_PROBLEM TO WORK ON_
Take the material below from its first line through the line containing "let config = AiConfig" and, please, write those lines again exactly.

_DATA FOR REVIEW_

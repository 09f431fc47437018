//! Time a batch of minimax-vs-minimax games. Each line of output is
//! `game  winner  loops  seconds`, with the winner as 1 (White), -1 (Black)
//! or 0 (draw).

use std::io::{self, Write};
use std::time::Instant;

use anyhow::Result;
use clap::Parser;
use damas::board::Board;
use damas::display::NoDisplay;
use damas::engine::AiConfig;
use damas::game::Game;
use damas::piece::Color;
use damas::player::Player;
use tracing_subscriber::EnvFilter;

#[derive(Parser, Debug)]
#[command(name = "benchmark", version)]
struct Args {
    /// Number of games to play
    #[arg(short, long, default_value = "10")]
    games: u64,

    /// Search depth for both sides
    #[arg(short, long, default_value = "2")]
    depth: u32,

    #[arg(long)]
    conservative: bool,
}

fn main() -> Result<()> {
    let args = Args::parse();

    tracing_subscriber::fmt()
        .with_env_filter(
            EnvFilter::try_from_default_env().unwrap_or_else(|_| EnvFilter::new("warn")),
        )
        .with_writer(io::stderr)
        .init();

    let config = AiConfig {
        depth: args.depth,
        conservative: args.conservative,
    };

    let mut out = io::stdout().lock();
    let mut total_secs = 0.0;
    for i in 0..args.games {
        // Both sides share the game index as their seed.
        let white = Player::minimax(Color::White, config.clone(), i);
        let black = Player::minimax(Color::Black, config.clone(), i);
        let mut game = Game::new(Board::new(), white, black);

        let start = Instant::now();
        let record = game.run(&mut NoDisplay)?;
        let secs = start.elapsed().as_secs_f64();
        total_secs += secs;

        writeln!(out, "{i}\t{}\t{}\t{secs:.4}", record.result.code(), record.loops)?;
        out.flush()?;
    }

    if args.games > 0 {
        eprintln!(
            "{} games in {total_secs:.3}s ({:.4}s per game)",
            args.games,
            total_secs / args.games as f64
        );
    }
    Ok(())
}
use std::io::Cursor;

use damas::board::{Board, MoveOutcome, NUM_COLS, NUM_ROWS};
use damas::game::{Game, GameResult};
use damas::moves::Move;
use damas::piece::{Color, Square};
use damas::player::Player;
use damas::protocol::JsonDisplay;
use rand::rngs::StdRng;
use rand::{Rng, SeedableRng};
use serde_json::Value;

/// Upper bound on moves in a playout. The inactivity rule ends every game
/// long before this.
const MAX_PLIES: usize = 5_000;

fn side_has_capture(board: &Board) -> bool {
    (0..NUM_ROWS)
        .flat_map(|r| (0..NUM_COLS).map(move |c| (r, c)))
        .filter(|&pos| board.get(pos).color() == Some(board.current_turn))
        .any(|pos| !board.jumps_from(pos).is_empty())
}

fn no_uncrowned_men(board: &Board) -> bool {
    (0..NUM_COLS).all(|c| {
        board.get((Color::White.crowning_row(), c)) != Square::WhiteMan
            && board.get((Color::Black.crowning_row(), c)) != Square::BlackMan
    })
}

/// Play random legal moves from the opening, checking the move rules at
/// every step. Returns true if the game ended by a draw.
fn checked_playout(seed: u64) -> bool {
    let mut rng = StdRng::seed_from_u64(seed);
    let mut board = Board::new();

    for _ in 0..MAX_PLIES {
        let moves = board.legal_moves();
        if moves.is_empty() {
            assert!(!board.in_chain(), "a chain always has a next jump");
            return false;
        }

        let side = board.current_turn;
        if !board.in_chain() {
            assert_eq!(
                side_has_capture(&board),
                moves.iter().all(Move::is_jump),
                "captures are forced and only forced when available"
            );
        }
        for m in &moves {
            assert_eq!(board.get(m.from).color(), Some(side));
            assert!(m.to.0 < NUM_ROWS && m.to.1 < NUM_COLS);
            assert!(board.get(m.to).is_empty());
        }

        let mv = moves[rng.gen_range(0..moves.len())];
        let was_king = board.get(mv.from).is_king();
        let before = board.piece_count();
        let outcome = board.apply_move(&mv);

        let expected_loss = usize::from(mv.is_jump());
        assert_eq!(before - board.piece_count(), expected_loss);
        assert!(no_uncrowned_men(&board));
        if was_king {
            assert!(board.get(mv.to).is_king(), "kings are never uncrowned");
        }

        match outcome {
            MoveOutcome::Continue(more) => {
                assert!(mv.is_jump());
                assert_eq!(board.current_turn, side);
                assert!(more.iter().all(|m| m.from == mv.to && m.is_jump()));
                assert_eq!(board.legal_moves(), more);
            }
            MoveOutcome::TurnPassed => {
                assert_eq!(board.current_turn, side.opposite());
                assert!(!board.draws());
            }
            MoveOutcome::Draw => {
                assert!(board.draws());
                return true;
            }
        }
    }
    panic!("playout with seed {seed} did not finish");
}

#[test]
fn random_playouts_respect_the_rules() {
    for seed in 0..40 {
        checked_playout(seed);
    }
}

#[test]
fn opening_position() {
    let board = Board::new();
    assert_eq!(board.count(Square::WhiteMan), 12);
    assert_eq!(board.count(Square::BlackMan), 12);
    assert_eq!(board.current_turn, Color::White);
    assert_eq!(board.loop_count, 1);
    for r in 0..NUM_ROWS {
        for c in 0..NUM_COLS {
            let sq = board.get((r, c));
            if !sq.is_empty() {
                assert_eq!((r + c) % 2, 0, "pieces stand on dark squares only");
            }
            match sq.color() {
                Some(Color::White) => assert!(r <= 2),
                Some(Color::Black) => assert!(r >= 5),
                None => {}
            }
        }
    }
    let moves = board.legal_moves();
    assert_eq!(moves.len(), 7);
    assert!(moves.iter().all(|m| m.from.0 == 2 && m.to.0 == 3));
}

#[test]
fn every_opening_move_leaves_black_a_reply() {
    let opening = Board::new();
    let moves = opening.legal_moves();
    assert_eq!(moves.len(), 7);
    for mv in moves {
        let mut board = opening.clone();
        assert_eq!(board.apply_move(&mv), MoveOutcome::TurnPassed, "{mv}");
        assert_eq!(board.current_turn, Color::Black);
        let replies = board.legal_moves();
        assert!(!replies.is_empty(), "Black is stuck after {mv}");
        assert!(replies.iter().all(|r| !r.is_jump()), "no capture is possible after {mv}");
        assert!(replies.iter().all(|r| r.from.0 == 5 && r.to.0 == 4));
    }
}

#[test]
fn double_capture_is_one_turn() {
    let mut board = Board::empty();
    board.set((0, 0), Square::WhiteMan);
    board.set((1, 1), Square::BlackMan);
    board.set((3, 3), Square::BlackMan);
    board.set((7, 7), Square::BlackMan);
    board.reset_history();

    let first = Move::new((0, 0), (2, 2));
    assert_eq!(board.legal_moves(), vec![first]);
    let outcome = board.try_apply_move(&first).unwrap();
    assert_eq!(outcome, MoveOutcome::Continue(vec![Move::new((2, 2), (4, 4))]));
    assert_eq!(board.loop_count, 1);

    let second = Move::new((2, 2), (4, 4));
    assert_eq!(board.try_apply_move(&second).unwrap(), MoveOutcome::TurnPassed);
    assert_eq!(board.current_turn, Color::Black);
    assert_eq!(board.count(Square::BlackMan), 1);
    assert_eq!(board.get((4, 4)), Square::WhiteMan);
    assert_eq!(board.turns_since_capture[Color::White.index()], 0);
    assert_eq!(board.position_history, vec![board.squares]);
}

#[test]
fn shuffling_kings_draw_by_repetition() {
    let mut board = Board::empty();
    board.set((0, 0), Square::WhiteKing);
    board.set((7, 7), Square::BlackKing);
    board.reset_history();

    let cycle = [
        Move::new((0, 0), (1, 1)),
        Move::new((7, 7), (6, 6)),
        Move::new((1, 1), (0, 0)),
        Move::new((6, 6), (7, 7)),
    ];
    let mut outcomes = Vec::new();
    for mv in cycle.iter().chain(cycle.iter()) {
        outcomes.push(board.try_apply_move(mv).unwrap());
    }

    // The opening grid is seen for the third time after the eighth turn.
    assert!(outcomes[..7].iter().all(|o| *o == MoveOutcome::TurnPassed));
    assert_eq!(outcomes[7], MoveOutcome::Draw);
    assert!(board.is_repetition());
    assert!(!board.is_inactive());
}

#[test]
fn game_over_json_stream() {
    let acks = "ok\n".repeat(MAX_PLIES);
    let mut display = JsonDisplay::new(Cursor::new(acks.into_bytes()), Vec::new());
    let mut game = Game::new(Board::new(), Player::random(7), Player::random(8));
    let record = game.run(&mut display).unwrap();

    let (_, out) = display.into_inner();
    let events: Vec<Value> = String::from_utf8(out)
        .unwrap()
        .lines()
        .map(|line| serde_json::from_str(line).unwrap())
        .collect();

    assert_eq!(events[0]["event"], "render_board");
    assert_eq!(events[1]["event"], "new_turn");
    assert_eq!(events[1]["player"], 1);

    let last = events.last().unwrap();
    assert_eq!(last["event"], "end_game");
    assert_eq!(last["winner"], i64::from(record.result.code()));
    assert!(events.iter().all(|e| e["event"] != "select_move"));

    if let GameResult::Winner(winner) = record.result {
        let loser = winner.opposite();
        assert!(game.board().legal_moves().is_empty());
        assert_eq!(game.board().current_turn, loser);
    }
}
use crate::board::{Board, MoveOutcome};
use crate::engine::{AiConfig, SearchEngine};
use crate::game::GameResult;
use crate::moves::Move;
use crate::piece::Color;
use serde::Serialize;
use wasm_bindgen::prelude::*;

#[derive(Serialize)]
struct BoardState {
    squares: Vec<Vec<i8>>,
    current_turn: String,
    loop_count: u32,
    in_chain: bool,
    game_over: bool,
    result: Option<String>,
    legal_moves: Vec<Move>,
    last_move: Option<Move>,
}

#[derive(Serialize)]
struct MoveResult {
    #[serde(flatten)]
    board_state: Option<BoardState>,
    error: Option<String>,
}

fn color_to_string(c: Color) -> String {
    match c {
        Color::White => "White".to_string(),
        Color::Black => "Black".to_string(),
    }
}

fn result_to_string(result: GameResult) -> String {
    match result {
        GameResult::Winner(color) => format!("{} wins", color_to_string(color)),
        GameResult::Draw => "Draw".to_string(),
    }
}

#[wasm_bindgen]
pub struct Game {
    board: Board,
    ai_config: AiConfig,
    engine_seed: u64,
    result: Option<GameResult>,
    last_move: Option<Move>,
    last_evals: u64,
}

impl Game {
    fn build_board_state(&self) -> BoardState {
        let legal_moves = if self.result.is_some() {
            Vec::new()
        } else {
            self.board.legal_moves()
        };
        BoardState {
            squares: self.board.rows(),
            current_turn: color_to_string(self.board.current_turn),
            loop_count: self.board.loop_count,
            in_chain: self.board.in_chain(),
            game_over: self.result.is_some(),
            result: self.result.map(result_to_string),
            legal_moves,
            last_move: self.last_move,
        }
    }

    fn state_value(&self) -> JsValue {
        serde_wasm_bindgen::to_value(&self.build_board_state()).unwrap_or(JsValue::NULL)
    }

    fn error_value(message: &str) -> JsValue {
        let err = MoveResult {
            board_state: None,
            error: Some(message.to_string()),
        };
        serde_wasm_bindgen::to_value(&err).unwrap_or(JsValue::NULL)
    }

    /// Apply a legal move and settle the game result if the side now to
    /// move is stuck or the position is drawn.
    fn play(&mut self, mv: Move) {
        self.last_move = Some(mv);
        match self.board.apply_move(&mv) {
            MoveOutcome::Draw => self.result = Some(GameResult::Draw),
            MoveOutcome::Continue(_) => {}
            MoveOutcome::TurnPassed => {
                if self.board.legal_moves().is_empty() {
                    let winner = self.board.current_turn.opposite();
                    self.result = Some(GameResult::Winner(winner));
                }
            }
        }
    }
}

#[wasm_bindgen]
impl Game {
    #[wasm_bindgen(constructor)]
    pub fn new() -> Game {
        Game {
            board: Board::new(),
            ai_config: AiConfig::new(),
            engine_seed: js_sys::Date::now() as u64,
            result: None,
            last_move: None,
            last_evals: 0,
        }
    }

    pub fn set_depth(&mut self, depth: u32) {
        self.ai_config.depth = depth.clamp(1, 8);
    }

    pub fn set_conservative(&mut self, conservative: bool) {
        self.ai_config.conservative = conservative;
    }

    pub fn get_board_state(&self) -> JsValue {
        self.state_value()
    }

    pub fn make_move(
        &mut self,
        from_row: usize,
        from_col: usize,
        to_row: usize,
        to_col: usize,
    ) -> JsValue {
        if self.result.is_some() {
            return Self::error_value("Game is already over");
        }

        let requested = Move::new((from_row, from_col), (to_row, to_col));
        if !self.board.legal_moves().contains(&requested) {
            return Self::error_value("Illegal move");
        }
        self.play(requested);
        self.state_value()
    }

    /// Let the engine play for the side to move. Only one jump of a chain
    /// is made per call, so the front end can animate each step.
    pub fn make_ai_move(&mut self) -> JsValue {
        if self.result.is_some() {
            return self.state_value();
        }

        let moves = self.board.legal_moves();
        self.engine_seed = self.engine_seed.wrapping_add(1);
        let mut engine =
            SearchEngine::new(self.board.current_turn, self.ai_config.clone(), self.engine_seed);
        let result = engine.search(&self.board, &moves);
        self.last_evals = result.evals;
        if let Some(mv) = result.mv {
            self.play(mv);
        }
        self.state_value()
    }

    pub fn get_legal_moves_for_square(&self, row: usize, col: usize) -> JsValue {
        let targets: Vec<[usize; 2]> = self
            .board
            .legal_moves()
            .iter()
            .filter(|m| m.from == (row, col))
            .map(|m| [m.to.0, m.to.1])
            .collect();
        serde_wasm_bindgen::to_value(&targets).unwrap_or(JsValue::NULL)
    }

    pub fn get_last_evals(&self) -> u64 {
        self.last_evals
    }
}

_ANSWER AREA_
repository 09f431fc47437018
//! Time a batch of minimax-vs-minimax games. Each line of output is
//! `game  winner  loops  seconds`, with the winner as 1 (White), -1 (Black)
//! or 0 (draw).

use std::io::{self, Write};
use std::time::Instant;

use anyhow::Result;
use clap::Parser;
use damas::board::Board;
use damas::display::NoDisplay;
use damas::engine::AiConfig;
use damas::game::Game;
use damas::piece::Color;
use damas::player::Player;
use tracing_subscriber::EnvFilter;

#[derive(Parser, Debug)]
#[command(name = "benchmark", version)]
struct Args {
    /// Number of games to play
    #[arg(short, long, default_value = "10")]
    games: u64,

    /// Search depth for both sides
    #[arg(short, long, default_value = "2")]
    depth: u32,

    #[arg(long)]
    conservative: bool,
}

fn main() -> Result<()> {
    let args = Args::parse();

    tracing_subscriber::fmt()
        .with_env_filter(
            EnvFilter::try_from_default_env().unwrap_or_else(|_| EnvFilter::new("warn")),
        )
        .with_writer(io::stderr)
        .init();

    let config = AiConfig {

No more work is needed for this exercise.